Je n’ai pas la prétention de vouloir transformer les lieux d’accueil. Le changement viendra des professionnels eux-mêmes. A travers la recherche et la diffusion de ses résultats, j’espère permettre aux professionnels de dialoguer entre eux et rendre visibles ces expériences. La compréhension des pratiques qui accordent de l’importance à l’environnement extérieur, la compréhension des contextes qui favorisent ces pratiques, pourront permettre ce dialogue entre professionnels, entre équipes, et donner à d’autres professionnels l’envie d’oser. 

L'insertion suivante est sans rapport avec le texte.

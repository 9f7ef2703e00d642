use leptos::*;

use crate::{
    api::{Advertisement, Article, Auction},
    components::{
        empty_state::EmptyState,
        rotator::{use_rotating_selector, RotatingSelector},
    },
    config,
    utils::{
        format::{display_bid, truncate},
        media::{first_image, resolve_image_url, ARTICLE_FALLBACK_IMAGE},
    },
};

pub const BREAKING_INTERVAL_MS: u32 = 4000;
pub const ADVERTISEMENT_INTERVAL_MS: u32 = 5000;
pub const AUCTION_INTERVAL_MS: u32 = 4000;

/// Previous / next buttons and one dot per item. Follows the selector's
/// collection, so dots appear or vanish after `update_items`.
#[component]
pub fn CarouselControls<T: Clone + 'static>(
    selector: RotatingSelector<T>,
    #[prop(into)] label: String,
) -> impl IntoView {
    let label = store_value(label);
    move || {
        let count = selector.len();
        if count < 2 {
            return ().into_view();
        }
        let label = label.get_value();
        let prev_label = format!("Previous {}", label);
        let next_label = format!("Next {}", label);
        let dots = (0..count)
            .map(|index| {
                let dot_label = format!("Go to {} {}", label, index + 1);
                let is_current = move || selector.current_index() == Some(index);
                view! {
                    <button
                        type="button"
                        class="h-2 rounded-full transition-all"
                        class=("w-8", is_current)
                        class=("bg-white", is_current)
                        class=("w-2", move || !is_current())
                        class=("bg-white/50", move || !is_current())
                        aria-label=dot_label
                        aria-current=move || is_current().to_string()
                        on:click=move |_| selector.jump_to(index)
                    ></button>
                }
            })
            .collect_view();
        view! {
            <button
                type="button"
                class="absolute left-3 top-1/2 -translate-y-1/2 w-9 h-9 rounded-full bg-white/20 text-white"
                aria-label=prev_label
                on:click=move |_| selector.retreat()
            >
                "‹"
            </button>
            <button
                type="button"
                class="absolute right-3 top-1/2 -translate-y-1/2 w-9 h-9 rounded-full bg-white/20 text-white"
                aria-label=next_label
                on:click=move |_| selector.advance()
            >
                "›"
            </button>
            <div class="absolute bottom-3 left-1/2 -translate-x-1/2 flex gap-2">{dots}</div>
        }
        .into_view()
    }
}

/// Breaking headlines ticker. Renders nothing when there is no breaking news.
#[component]
pub fn BreakingNewsCarousel(articles: Vec<Article>) -> impl IntoView {
    if articles.is_empty() {
        return ().into_view();
    }
    let selector = use_rotating_selector(articles, BREAKING_INTERVAL_MS);
    let headline = move || {
        selector.current_item().map(|article| {
            view! {
                <a href=format!("/article/{}", article.id) class="font-semibold hover:underline">
                    {article.title}
                </a>
            }
        })
    };
    view! {
        <section class="relative bg-status-error-bg text-status-error-text rounded-lg px-14 py-3" aria-label="Breaking news">
            <span class="mr-3 px-2 py-0.5 rounded bg-status-error-text text-white text-xs font-bold">"BREAKING"</span>
            {headline}
            <CarouselControls selector=selector label="headline" />
        </section>
    }
    .into_view()
}

#[component]
pub fn AdvertisementCarousel(advertisements: Vec<Advertisement>) -> impl IntoView {
    if advertisements.is_empty() {
        return view! {
            <EmptyState
                title="No advertisements yet"
                description="New job listings will appear here."
            />
        }
        .into_view();
    }
    let api_base = config::cached_api_base_url();
    let selector = use_rotating_selector(advertisements, ADVERTISEMENT_INTERVAL_MS);
    let slide = move || {
        selector.current_item().map(|ad| {
            let image = resolve_image_url(ad.image_url.as_deref(), &api_base, ARTICLE_FALLBACK_IMAGE);
            let blurb = ad
                .description
                .as_deref()
                .map(|text| truncate(text, 140))
                .unwrap_or_default();
            view! {
                <a href=format!("/advertisement/{}", ad.id) class="block relative h-full min-h-[320px]">
                    <img src=image alt=ad.title.clone() class="absolute inset-0 w-full h-full object-cover" />
                    <div class="absolute inset-0 bg-gradient-to-t from-black/85 via-black/60 to-black/40"></div>
                    <span class="absolute top-3 right-3 px-3 py-1 rounded-full bg-action-primary-bg text-white text-xs font-bold">
                        "ADVERTISEMENT"
                    </span>
                    <div class="absolute inset-0 flex flex-col justify-end p-6 text-white">
                        <h2 class="text-xl font-bold mb-1">{ad.title}</h2>
                        {ad.company.map(|company| view! { <p class="text-sm opacity-90">{company}</p> })}
                        <p class="text-sm opacity-90 mb-3">{blurb}</p>
                        <span class="font-semibold">"See More →"</span>
                    </div>
                </a>
            }
        })
    };
    view! {
        <section class="relative w-full overflow-hidden rounded-lg shadow-lg" aria-label="Advertisements">
            {slide}
            <CarouselControls selector=selector label="ad" />
        </section>
    }
    .into_view()
}

#[component]
pub fn AuctionCarousel(auctions: Vec<Auction>) -> impl IntoView {
    if auctions.is_empty() {
        return ().into_view();
    }
    let api_base = config::cached_api_base_url();
    let selector = use_rotating_selector(auctions, AUCTION_INTERVAL_MS);
    let slide = move || {
        selector.current_item().map(|auction| {
            let image = first_image(&auction.images, &api_base);
            let bid = display_bid(auction.current_bid, auction.starting_bid);
            let status = auction.status_label().to_uppercase();
            view! {
                <a href=format!("/auction/{}", auction.id) class="block relative min-h-[280px]">
                    <img src=image alt=auction.title.clone() class="absolute inset-0 w-full h-full object-cover" />
                    <div class="absolute inset-0 bg-gradient-to-t from-black/80 to-transparent"></div>
                    <span class="absolute top-3 left-3 px-2 py-0.5 rounded bg-status-warning-bg text-status-warning-text text-xs font-bold">
                        {status}
                    </span>
                    <div class="absolute bottom-0 p-5 text-white">
                        <h3 class="text-lg font-bold">{auction.title}</h3>
                        {auction.location.map(|place| view! { <p class="text-xs opacity-80">{place}</p> })}
                        <p class="text-sm mt-1">"Current bid: "<span class="font-semibold">{bid}</span></p>
                    </div>
                </a>
            }
        })
    };
    view! {
        <section class="relative w-full overflow-hidden rounded-lg shadow-lg" aria-label="Auctions">
            {slide}
            <CarouselControls selector=selector label="auction" />
        </section>
    }
    .into_view()
}

#[cfg(all(test, not(target_arch = "wasm32")))]
mod host_tests {
    use super::*;
    use crate::test_support::ssr::render_to_string;
    use serde_json::json;

    fn articles(titles: &[&str]) -> Vec<Article> {
        titles
            .iter()
            .enumerate()
            .map(|(i, title)| {
                serde_json::from_value(json!({"id": i + 1, "title": title, "isBreaking": true}))
                    .unwrap()
            })
            .collect()
    }

    #[test]
    fn breaking_carousel_shows_first_headline_and_dots() {
        let html = render_to_string(|| {
            view! { <BreakingNewsCarousel articles=articles(&["Floods in Rubavu", "Election results", "Budget"]) /> }
        });
        assert!(html.contains("BREAKING"));
        assert!(html.contains("Floods in Rubavu"));
        assert!(!html.contains("Election results"));
        assert!(html.contains("/article/1"));
        assert_eq!(html.matches("Go to headline").count(), 3);
    }

    #[test]
    fn single_headline_has_no_controls() {
        let html = render_to_string(|| {
            view! { <BreakingNewsCarousel articles=articles(&["Only story"]) /> }
        });
        assert!(html.contains("Only story"));
        assert!(!html.contains("Next headline"));
    }

    #[test]
    fn controls_follow_replaced_collection() {
        let html = render_to_string(|| {
            let selector = RotatingSelector::initialize(vec!["only"], 4000);
            assert_eq!(selector.len(), 1);
            selector.update_items(vec!["A", "B", "C", "D"]);
            view! { <div><CarouselControls selector=selector label="slide" /></div> }
        });
        assert_eq!(html.matches("Go to slide").count(), 4);
        assert!(html.contains("Next slide"));
    }

    #[test]
    fn empty_breaking_news_renders_nothing() {
        let html = render_to_string(|| {
            view! { <div><BreakingNewsCarousel articles=Vec::new() /></div> }
        });
        assert!(!html.contains("BREAKING"));
    }

    #[test]
    fn empty_advertisements_render_placeholder() {
        let html = render_to_string(|| {
            view! { <AdvertisementCarousel advertisements=Vec::new() /> }
        });
        assert!(html.contains("No advertisements yet"));
    }

    #[test]
    fn advertisement_carousel_resolves_upload_paths() {
        let html = render_to_string(|| {
            let ads: Vec<Advertisement> = serde_json::from_value(json!([
                {"id": 1, "title": "Driver wanted", "company": "Volcano", "imageUrl": "/uploads/driver.jpg"},
                {"id": 2, "title": "Accountant", "company": "BK"}
            ]))
            .unwrap();
            view! { <AdvertisementCarousel advertisements=ads /> }
        });
        assert!(html.contains("Driver wanted"));
        assert!(html.contains("/uploads/driver.jpg"));
        assert!(html.contains("Next ad"));
    }

    #[test]
    fn auction_carousel_shows_bid_and_link() {
        let html = render_to_string(|| {
            let auctions: Vec<Auction> = serde_json::from_value(json!([
                {"id": 9, "title": "Toyota RAV4", "currentBid": 15000, "status": "active"},
                {"id": 10, "title": "Plot in Kicukiro", "starting_bid": "8000"}
            ]))
            .unwrap();
            view! { <AuctionCarousel auctions=auctions /> }
        });
        assert!(html.contains("Toyota RAV4"));
        assert!(html.contains("15,000 RWF"));
        assert!(html.contains("/auction/9"));
        assert!(html.contains("ACTIVE"));
    }
}
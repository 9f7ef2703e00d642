use crate::pages::admin_login::{components::form::LoginForm, view_model::use_login_view_model};
use leptos::{ev::SubmitEvent, *};

#[component]
pub fn AdminLoginPage() -> impl IntoView {
    let vm = use_login_view_model();
    let pending = vm.login_action.pending();
    let on_submit = Callback::new(move |ev: SubmitEvent| {
        ev.prevent_default();
        vm.submit();
    });

    view! {
        <LoginForm
            form=vm.form
            error=vm.error
            pending=pending
            on_submit=on_submit
        />
    }
}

Travailler sur cette question, c’est également contribuer à une forme de reconceptualisation des lieux d’accueil de la petite enfance, trop centrés sur ces questions sécuritaires : la sécurité physique et psychique. On est toujours un peu trop dans le « préparer l’enfant à … » se séparer de sa mère, s’adapter à l’école maternelle… Et pas assez dans le « ici et maintenant », quel projet social porte-t-on ensemble ? qui pourrait permettre de sortir d’une routine sclérosante et faire en sorte que les lieux d’accueil soient centrés sur les compétences, la richesse des enfants, plutôt que sur leur manque et leurs « besoins ». Un enfant « acteur », plus qu’un enfant « agi ».

Vous avez déjà mené une recherche similaire en Amérique du Sud ?

En Amérique du Sud, j’ai rencontré des lieux d’accueil très différents. Au Brésil, dans les deux crèches enquêtées de la région de Cuiabá, les enfants mangent dehors. Ils sortent dans des jardins attenants car il y a une question sécuritaire, liée aux enlèvements d’enfants qui fait très peur. J’ai découvert, dans certains lieux, des conditions d’accueil très différentes : des tout-petits exposés aux écrans, des enfants très contraints dans ce qu’ils peuvent faire à l’extérieur. Il y a quelque chose à creuser du côté d’un « corps collectif » des enfants : quand les enfants se déplaçaient dans la crèche, ils devaient systématiquement se tenir les uns aux autres pour faire la chenille, comme des enfants entravés dans leurs mouvements. Tandis qu’à Montévidéo et Cuzco, autres exemples, dans un lieu avec très peu de moyens, j’ai découvert beaucoup plus de joie dans la relation entre enfants et adultes, et de jeux avec des matériaux de récupération. A Cuzco aussi, des expériences en extérieur organisées avec les parents. Ultérieurement, l’idée serait d’élargir la recherche pour développer une comparaison entre différents pays d’Europe et d’Amérique du Sud, non pas pour hiérarchiser mais pour comprendre ces différentes pratiques dans des contextes culturellement, socialement et géographiquement situés.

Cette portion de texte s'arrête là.